I wrote recently about the differences between waterfall and agile, and how agile can be a solution but presents its own challenges – you can read about it here: The secret to managing risks well in agile environments.
The purpose of that post was to communicate that agile isn’t – or at least shouldn’t be – a wild west of uncontrolled change for people who don’t like documents. When it’s done well, it can manage risks better than waterfall does, but that’s not very helpful when you’re trying to design (and then govern) an effective change function.
Agile practitioners tend to dislike being held to ransom by a methodology, and PRINCE2 is probably the most dreaded of the lot. But I’d like to suggest that when one takes the principles of PRINCE2 rather than its (over?) engineered management practices, it’s possible to manage change in an agile way without losing the comfort that well-designed control brings.
So let’s explore the seven PRINCE2 principles and see how they can be applied to agile environments.
Continued Business Justification
PRINCE2 says that every change initiative should be able to demonstrate its value to the organisation, and that’s core to agile as well. Every user story states what value it will deliver, and showcases and retrospectives give great opportunities to revisit that value.
Learn from Experience
The medium PRINCE2 chooses to capture ways to improve approaches to change is the Lessons Learned Log, which is a pleasing alliteration but runs the risk of sitting in a virtual filing cabinet and therefore doesn’t really deserve its title as having recorded lessons learned.
Agile relies on retrospectives, which are frequent and public, and therefore this principle is already embedded.
Defined Roles and Responsibilities
The calling card of an agile environment is the information radiator, boasting sticky notes and avatars that are moved around the board on a daily basis. Roles and responsibilities aren’t written up into detailed job descriptions, but they’re public and are revisited regularly.
Manage by Stages
The purpose of this principle within PRINCE2 is that senior management have clearly defined expectations and are informed of progress on a defined basis to allow for decisions around how to move forward to be made in a timely manner.
Agile fully embraces this one as well, typically inviting senior management to showcases on a fortnightly basis and reporting regularly on an agreed cycle alongside that. The frequency may be greater than PRINCE2 typically expects, but this principle is definitely there in agile.
Manage by Exception
The purpose of this principle within PRINCE2 is to avoid filling senior management time with ‘busy work’, defining tolerances within which the next layer of the hierarchy is allowd to operate autonomously.
Agile approaches this slightly differently, but the practice is still there. Product owners form a core part of the team, and are empowered to make those big decisions, and the daily standups and identification of blockers form an efficient way to raise exceptions and address them directly.
Focus on Products
For all its apparently mandated project management documentation, PRINCE2 is upfront about the fact that projects exist to deliver change rather than audit artefacts.

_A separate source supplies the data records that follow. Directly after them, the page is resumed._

//! CSFloat marketplace client.

use super::http::{self, JSON_ACCEPT};
use super::models::{Listings, MarketQuote};
use super::retry::RetryPolicy;
use super::source::PriceSource;
use crate::config::Config;
use crate::price::RawPrice;
use anyhow::Result;
use async_trait::async_trait;
use serde::Deserialize;
use tracing::{debug, info};
use wreq::{Client, RequestBuilder};
use wreq_util::Emulation;

const CSFLOAT_BASE: &str = "https://csfloat.com";

/// Listings fetched per item; the cheapest buy-now offer is almost always in the first page.
const PAGE_LIMIT: u32 = 50;

/// The listings endpoint has answered with a bare array and with wrapped objects.
#[derive(Debug, Deserialize)]
#[serde(untagged)]
enum ListingsResponse {
    Bare(Vec<Listing>),
    Wrapped {
        #[serde(default)]
        data: Option<Vec<Listing>>,
        #[serde(default)]
        results: Option<Vec<Listing>>,
    },
}

impl ListingsResponse {
    fn into_listings(self) -> Vec<Listing> {
        match self {
            ListingsResponse::Bare(listings) => listings,
            ListingsResponse::Wrapped { data, results } => data.or(results).unwrap_or_default(),
        }
    }
}

#[derive(Debug, Deserialize)]
struct Listing {
    #[serde(rename = "type", default)]
    kind: Option<String>,
    /// Price in cents
    price: Option<u64>,
}

impl Listing {
    fn is_buy_now(&self) -> bool {
        self.kind.as_deref() == Some("buy_now")
    }
}

/// Picks the cheapest buy-now price (in dollars) and counts all listings.
fn summarize(listings: &[Listing]) -> MarketQuote {
    if listings.is_empty() {
        return MarketQuote::not_found();
    }

    let lowest = listings
        .iter()
        .filter(|l| l.is_buy_now())
        .filter_map(|l| l.price)
        .min()
        .map(|cents| RawPrice::Number(cents as f64 / 100.0));

    MarketQuote::new(lowest, Listings::Count(listings.len() as u64))
}

/// CSFloat HTTP client. Prices are always in USD.
pub struct CsFloatClient {
    client: Client,
    base_url: String,
    cookie: Option<String>,
    retry: RetryPolicy,
}

impl CsFloatClient {
    /// Creates a new CSFloat client with the given configuration.
    pub fn new(config: &Config) -> Result<Self> {
        Self::with_base_url(config, CSFLOAT_BASE.to_string())
    }

    /// Creates a new CSFloat client with a custom base URL (for testing).
    pub fn with_base_url(config: &Config, base_url: String) -> Result<Self> {
        Ok(Self {
            client: http::build_client(config)?,
            base_url,
            cookie: config.csfloat_cookie.clone(),
            retry: config.csfloat_retry(),
        })
    }

    fn listings_url(&self, market_name: &str) -> String {
        format!(
            "{}/api/v1/listings?limit={}&market_hash_name={}",
            self.base_url,
            PAGE_LIMIT,
            urlencoding::encode(market_name)
        )
    }

    fn request(&self, url: &str) -> RequestBuilder {
        debug!("GET {}", url);

        let mut request = self
            .client
            .get(url)
            .emulation(Emulation::Chrome131)
            .header("Accept", JSON_ACCEPT)
            .header("Referer", format!("{}/", self.base_url));

        if let Some(cookie) = &self.cookie {
            request = request.header("Cookie", cookie);
        }

        request
    }
}

#[async_trait]
impl PriceSource for CsFloatClient {
    async fn quote(&self, market_name: &str) -> Result<MarketQuote> {
        let url = self.listings_url(market_name);
        let url = url.as_str();
        let this = self;

        info!("Fetching CSFloat price: {}", market_name);

        let response = this
            .retry
            .run(market_name, move || async move {
                http::get_json::<ListingsResponse>(this.request(url)).await
            })
            .await;

        match response {
            Ok(response) => Ok(summarize(&response.into_listings())),
            Err(_) => Ok(MarketQuote::unknown()),
        }
    }

    fn source_name(&self) -> &'static str {
        "csfloat"
    }
}
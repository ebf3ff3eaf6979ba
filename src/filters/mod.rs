//! Item filtering system with composable filters.

pub mod price;
pub mod variant;

use crate::market::{ItemResult, StatTrakMode, WearSelection};

pub use price::PriceFilter;
pub use variant::{StatTrakFilter, WearFilter};

/// Trait for filtering priced items.
pub trait Filter: Send + Sync {
    /// Returns true if the item passes the filter.
    fn matches(&self, item: &ItemResult) -> bool;

    /// Returns a description of this filter.
    fn description(&self) -> String;
}

/// A chain of filters that must all pass.
pub struct FilterChain {
    filters: Vec<Box<dyn Filter>>,
}

impl FilterChain {
    /// Creates an empty filter chain.
    pub fn new() -> Self {
        Self { filters: Vec::new() }
    }

    /// Adds a filter to the chain.
    pub fn add(&mut self, filter: impl Filter + 'static) -> &mut Self {
        self.filters.push(Box::new(filter));
        self
    }

    /// Checks if an item passes all filters.
    pub fn matches(&self, item: &ItemResult) -> bool {
        self.filters.iter().all(|f| f.matches(item))
    }

    /// Filters a collection of items, keeping their order.
    pub fn apply(&self, items: Vec<ItemResult>) -> Vec<ItemResult> {
        items.into_iter().filter(|i| self.matches(i)).collect()
    }

    /// Returns true if no filters are configured.
    pub fn is_empty(&self) -> bool {
        self.filters.is_empty()
    }

    /// Returns descriptions of all filters.
    pub fn descriptions(&self) -> Vec<String> {
        self.filters.iter().map(|f| f.description()).collect()
    }
}

impl Default for FilterChain {
    fn default() -> Self {
        Self::new()
    }
}

/// Builder for constructing a FilterChain from configuration.
pub struct FilterChainBuilder {
    chain: FilterChain,
}

impl FilterChainBuilder {
    /// Creates a new builder.
    pub fn new() -> Self {
        Self { chain: FilterChain::new() }
    }

    /// Adds a wear filter unless every wear is selected.
    pub fn wear(mut self, selection: WearSelection) -> Self {
        if selection != WearSelection::All {
            self.chain.add(WearFilter::new(selection));
        }
        self
    }

    /// Adds a StatTrak filter unless both kinds are wanted.
    pub fn stattrak(mut self, mode: StatTrakMode) -> Self {
        if mode != StatTrakMode::Both {
            self.chain.add(StatTrakFilter::new(mode));
        }
        self
    }

    /// Adds a price range filter.
    pub fn price_range(mut self, min: Option<f64>, max: Option<f64>) -> Self {
        if min.is_some() || max.is_some() {
            self.chain.add(PriceFilter::new(min, max));
        }
        self
    }

    /// Builds the filter chain.
    pub fn build(self) -> FilterChain {
        self.chain
    }
}

impl Default for FilterChainBuilder {
    fn default() -> Self {
        Self::new()
    }
}
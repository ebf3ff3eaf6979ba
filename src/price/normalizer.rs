//! Locale-agnostic price normalization.
//!
//! Market endpoints format prices according to the requested currency, so the same
//! amount can arrive as `1,234.56`, `1.234,56`, `1 234,56€` or `1234,--€`. The
//! normalizer turns all of them into a plain `f64` without knowing the locale up
//! front. It never fails: anything it cannot read becomes [`UNPARSEABLE`], which
//! sorts after every real price.

use super::quote::RawPrice;
use regex_lite::Regex;
use serde::{Deserialize, Serialize};
use std::fmt;
use std::str::FromStr;
use std::sync::LazyLock;

/// Sentinel for prices that could not be read. Larger than any valid price.
pub const UNPARSEABLE: f64 = f64::INFINITY;

/// A digit followed by a dangling `,-` ("and zero cents"), unless a digit follows.
static DANGLING_DASH: LazyLock<Regex> =
    LazyLock::new(|| Regex::new(r"(\d),-(\D|$)").expect("valid dangling dash pattern"));

/// First run of number-ish characters that starts with a digit.
static NUMBER_RUN: LazyLock<Regex> =
    LazyLock::new(|| Regex::new(r"\d[\d\s.,-]*").expect("valid number run pattern"));

/// How a number that contains commas but no dots is read.
#[derive(Debug, Clone, Copy, Default, PartialEq, Eq, Hash, Serialize, Deserialize)]
#[serde(rename_all = "kebab-case")]
pub enum SeparatorRule {
    /// A single comma followed by exactly two digits is a decimal separator.
    /// Every other comma is a thousands separator (`1,234` is 1234).
    #[default]
    Strict,
    /// The last comma is always the decimal separator (`1,234` is 1.234).
    CommaDecimal,
}

impl FromStr for SeparatorRule {
    type Err = String;

    fn from_str(s: &str) -> Result<Self, Self::Err> {
        match s.to_lowercase().as_str() {
            "strict" => Ok(SeparatorRule::Strict),
            "comma-decimal" | "comma" => Ok(SeparatorRule::CommaDecimal),
            _ => Err(format!("Unknown separator rule: {}. Use: strict, comma-decimal", s)),
        }
    }
}

impl fmt::Display for SeparatorRule {
    fn fmt(&self, f: &mut fmt::Formatter<'_>) -> fmt::Result {
        match self {
            SeparatorRule::Strict => write!(f, "strict"),
            SeparatorRule::CommaDecimal => write!(f, "comma-decimal"),
        }
    }
}

/// Converts raw market prices into comparable numbers.
#[derive(Debug, Clone, Copy, Default, PartialEq, Eq)]
pub struct PriceNormalizer {
    rule: SeparatorRule,
}

impl PriceNormalizer {
    /// Creates a normalizer using the given comma rule.
    pub fn new(rule: SeparatorRule) -> Self {
        Self { rule }
    }

    /// Returns the active comma rule.
    pub fn rule(&self) -> SeparatorRule {
        self.rule
    }

    /// Normalizes an optional raw price. Absent input yields [`UNPARSEABLE`].
    pub fn normalize(&self, input: Option<&RawPrice>) -> f64 {
        match input {
            None => UNPARSEABLE,
            Some(RawPrice::Number(value)) => finite_or_sentinel(*value),
            Some(RawPrice::Text(text)) => self.normalize_text(text),
        }
    }

    /// Normalizes a price string such as `"1 577,29€"` or `"$4.15"`.
    pub fn normalize_text(&self, text: &str) -> f64 {
        // U+202F is the French thousands separator, treat it like NBSP.
        let text = text.replace(['\u{a0}', '\u{202f}'], " ");
        let text = text.trim();
        if text.is_empty() {
            return UNPARSEABLE;
        }

        let text = text.replace(",--", ",00").replace(".--", ".00");
        let text = DANGLING_DASH.replace_all(&text, "${1},00${2}");

        let Some(run) = NUMBER_RUN.find(&text) else {
            return UNPARSEABLE;
        };

        let compact: String = run.as_str().chars().filter(|c| !c.is_whitespace()).collect();
        let canonical = self.disambiguate(&compact);

        let cleaned: String =
            canonical.chars().filter(|c| c.is_ascii_digit() || *c == '.').collect();

        cleaned.parse::<f64>().map(finite_or_sentinel).unwrap_or(UNPARSEABLE)
    }

    /// Rewrites decimal/thousands separators so that `.` is the only decimal point.
    fn disambiguate(&self, num: &str) -> String {
        let last_comma = num.rfind(',');
        let last_dot = num.rfind('.');

        match (last_comma, last_dot) {
            // Whichever separator comes last is the decimal one
            (Some(comma), Some(dot)) => {
                if dot > comma {
                    num.replace(',', "")
                } else {
                    num.replace('.', "").replace(',', ".")
                }
            }
            (Some(_), None) => self.comma_only(num),
            (None, Some(_)) if num.matches('.').count() > 1 => match num.rsplit_once('.') {
                Some((head, tail)) => format!("{}.{}", head.replace('.', ""), tail),
                None => num.to_string(),
            },
            _ => num.to_string(),
        }
    }

    fn comma_only(&self, num: &str) -> String {
        match self.rule {
            SeparatorRule::Strict => {
                if num.matches(',').count() == 1 {
                    if let Some((head, tail)) = num.split_once(',') {
                        if tail.len() == 2 && tail.chars().all(|c| c.is_ascii_digit()) {
                            return format!("{}.{}", head, tail);
                        }
                    }
                }
                num.replace(',', "")
            }
            SeparatorRule::CommaDecimal => match num.rsplit_once(',') {
                Some((head, tail)) => format!("{}.{}", head.replace(',', ""), tail),
                None => num.to_string(),
            },
        }
    }
}

fn finite_or_sentinel(value: f64) -> f64 {
    if value.is_finite() && value >= 0.0 {
        value
    } else {
        UNPARSEABLE
    }
}

/// Normalizes an optional raw price with the default [`SeparatorRule::Strict`] rule.
pub fn normalize(input: Option<&RawPrice>) -> f64 {
    PriceNormalizer::default().normalize(input)
}

/// Normalizes a price string with the default rule.
pub fn normalize_str(text: &str) -> f64 {
    PriceNormalizer::default().normalize_text(text)
}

Agile fully agrees with this too; a foundation of the Agile Manifesto is to value working software over comprehensive documentation – a line that could have been lifted straight out of the PRINCE2 textbook.
Tailor to Suit the Project Environment
The purpose of this principle is to select the right level of PRINCE2 controls for the environment. A mandatory regulatory-driven change that costs £30,000 needs less of a business case than a £80m transformational change. And this sits very comfortably within an agile environment; where documentation isn’t justified, it shouldn’t exist.
What just happened?
A relatively simple exercise to review PRINCE2 from an agile perspective, and it feels like the two approaches are far more closely aligned from a principles perspective than one would have expected.
Is it possible to run a change initiative in such a way that agile purists and PRINCE2 purists will both be happy? The answer, as we’ve just seen, has to be a resounding “yes!” but…semantics and preconceptions can be tricky things to overcome, so it’s unlikely to be an easy ride in the short term.
All in all, when it’s done well, agile offers unique value. In many cases it can be better at managing risk than waterfall approaches, and that requires an intelligent, mature approach and a willingness to concede that there are perhaps better ways of working.